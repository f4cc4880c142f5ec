//! Core types describing bodies, their shapes and materials, and the layered body store.

pub mod body;
pub mod group;
pub mod shape;
pub mod types;

pub use body::{Body, BodyId, BodyOptions};
pub use group::BodyGroup;
pub use shape::{Polygon, Shape};
pub use types::{Material, MaterialPairProperties, MaterialTable};
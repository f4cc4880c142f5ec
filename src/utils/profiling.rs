use std::time::{Duration, Instant};

/// Timing and size figures gathered while running one world step.
#[derive(Debug, Default, Clone, Copy)]
pub struct StepProfile {
    pub narrow_phase_time: Duration,
    pub solver_time: Duration,
    pub integrator_time: Duration,
    pub total_time: Duration,

    pub body_count: usize,
    pub pair_count: usize,
    pub contact_count: usize,
    pub pruned_count: usize,
}

impl StepProfile {
    /// Emits the profile at debug level.
    pub fn report(&self) {
        let total_us = self.total_time.as_micros() as f64;
        if total_us < 1.0 {
            return;
        }

        log::debug!(
            "step: {} bodies, {} pairs, {} contacts, {} pruned, {:.3} ms \
             (narrow {:.1}%, solver {:.1}%, integrate {:.1}%)",
            self.body_count,
            self.pair_count,
            self.contact_count,
            self.pruned_count,
            self.total_time.as_secs_f64() * 1000.0,
            share(self.narrow_phase_time, total_us),
            share(self.solver_time, total_us),
            share(self.integrator_time, total_us),
        );
    }

    /// Warns when the whole step ran past `budget_ms`.
    pub fn exceeds_budget(&self, budget_ms: f64) -> bool {
        let elapsed_ms = self.total_time.as_secs_f64() * 1000.0;
        if elapsed_ms > budget_ms {
            log::warn!(
                "physics step with {} bodies took {elapsed_ms:.2} ms, budget is {budget_ms:.2} ms",
                self.body_count
            );
            return true;
        }
        false
    }
}

fn share(part: Duration, total_us: f64) -> f64 {
    part.as_micros() as f64 / total_us * 100.0
}

/// Guard around one step phase. On drop it adds the elapsed time to its
/// profile slot and traces the phase.
pub struct PhaseTimer<'a> {
    phase: &'static str,
    start: Instant,
    slot: &'a mut Duration,
}

impl<'a> PhaseTimer<'a> {
    pub fn new(phase: &'static str, slot: &'a mut Duration) -> Self {
        Self {
            phase,
            start: Instant::now(),
            slot,
        }
    }
}

impl Drop for PhaseTimer<'_> {
    fn drop(&mut self) {
        let elapsed = self.start.elapsed();
        *self.slot += elapsed;
        log::trace!("{}: {} µs", self.phase, elapsed.as_micros());
    }
}
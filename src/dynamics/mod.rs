//! Simulation dynamics: velocity/position integration and the impulse solver.

pub mod integrator;
pub mod solver;

pub use integrator::Integrator;
pub use solver::ImpulseSolver;
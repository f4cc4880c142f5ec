//! Error types for body construction and configuration.
//!
//! Stepping never fails; every fallible operation happens when a body or a
//! world is created.

use thiserror::Error;

/// Construction-time contract failures.
#[derive(Debug, Clone, PartialEq, Error)]
pub enum PhysicsError {
    #[error("density must be positive and finite, got {0}")]
    InvalidDensity(f64),
    #[error("circle radius must be positive and finite, got {0}")]
    InvalidRadius(f64),
    #[error("box half extents must be positive and finite, got ({0}, {1})")]
    InvalidExtents(f64, f64),
    #[error("polygon needs between {min} and {max} vertices, got {count}")]
    VertexCount { count: usize, min: usize, max: usize },
    #[error("polygon has zero area or coincident vertices")]
    DegeneratePolygon,
    #[error("polygon is not convex")]
    NonConvexPolygon,
    #[error("no material named `{0}`")]
    UnknownMaterial(String),
    #[error("invalid world configuration: {0}")]
    InvalidConfig(String),
}

/// Convenient Result alias for crate operations.
pub type Result<T> = std::result::Result<T, PhysicsError>;
use crate::{core::body::Body, utils::math::Vector2};

/// Symplectic Euler split into two velocity half-steps around the position update.
#[derive(Debug, Clone, Copy)]
pub struct Integrator {
    pub dt: f64,
    /// Gravity plus ambient air, applied to every dynamic body.
    pub ambient: Vector2,
}

impl Integrator {
    pub fn new(dt: f64, ambient: Vector2) -> Self {
        Self { dt, ambient }
    }

    /// First velocity half-step, before contacts are resolved.
    pub fn integrate_velocities(&self, bodies: &mut [Body]) {
        for body in bodies.iter_mut() {
            body.integrate_velocity(self.dt, self.ambient);
        }
    }

    /// Position update and second velocity half-step.
    pub fn integrate_positions(&self, bodies: &mut [Body]) {
        for body in bodies.iter_mut() {
            body.integrate_position(self.dt, self.ambient);
        }
    }

    pub fn clear_forces(bodies: &mut [Body]) {
        for body in bodies.iter_mut() {
            body.clear_forces();
        }
    }

    /// Both halves back to back, for callers without a contact phase.
    pub fn step(&self, bodies: &mut [Body]) {
        self.integrate_velocities(bodies);
        self.integrate_positions(bodies);
        Self::clear_forces(bodies);
    }
}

____

Transcribe verbatim. Cover the lines from the first line of the entries above to the line containing "let total_us = self.total_time.as_micros()", inclusive.

_Written reply_.
repository f4cc4880c142f5ec
//! Core types describing bodies, their shapes and materials, and the layered body store.

pub mod body;
pub mod group;
pub mod shape;
pub mod types;

pub use body::{Body, BodyId, BodyOptions};
pub use group::BodyGroup;
pub use shape::{Polygon, Shape};
pub use types::{Material, MaterialPairProperties, MaterialTable};
repository f4cc4880c142f5ec
filename src/utils/profiling.rs
use std::time::{Duration, Instant};

/// Timing and size figures gathered while running one world step.
#[derive(Debug, Default, Clone, Copy)]
pub struct StepProfile {
    pub narrow_phase_time: Duration,
    pub solver_time: Duration,
    pub integrator_time: Duration,
    pub total_time: Duration,

    pub body_count: usize,
    pub pair_count: usize,
    pub contact_count: usize,
    pub pruned_count: usize,
}

impl StepProfile {
    /// Emits the profile at debug level.
    pub fn report(&self) {
        let total_us = self.total_time.as_micros() as f64;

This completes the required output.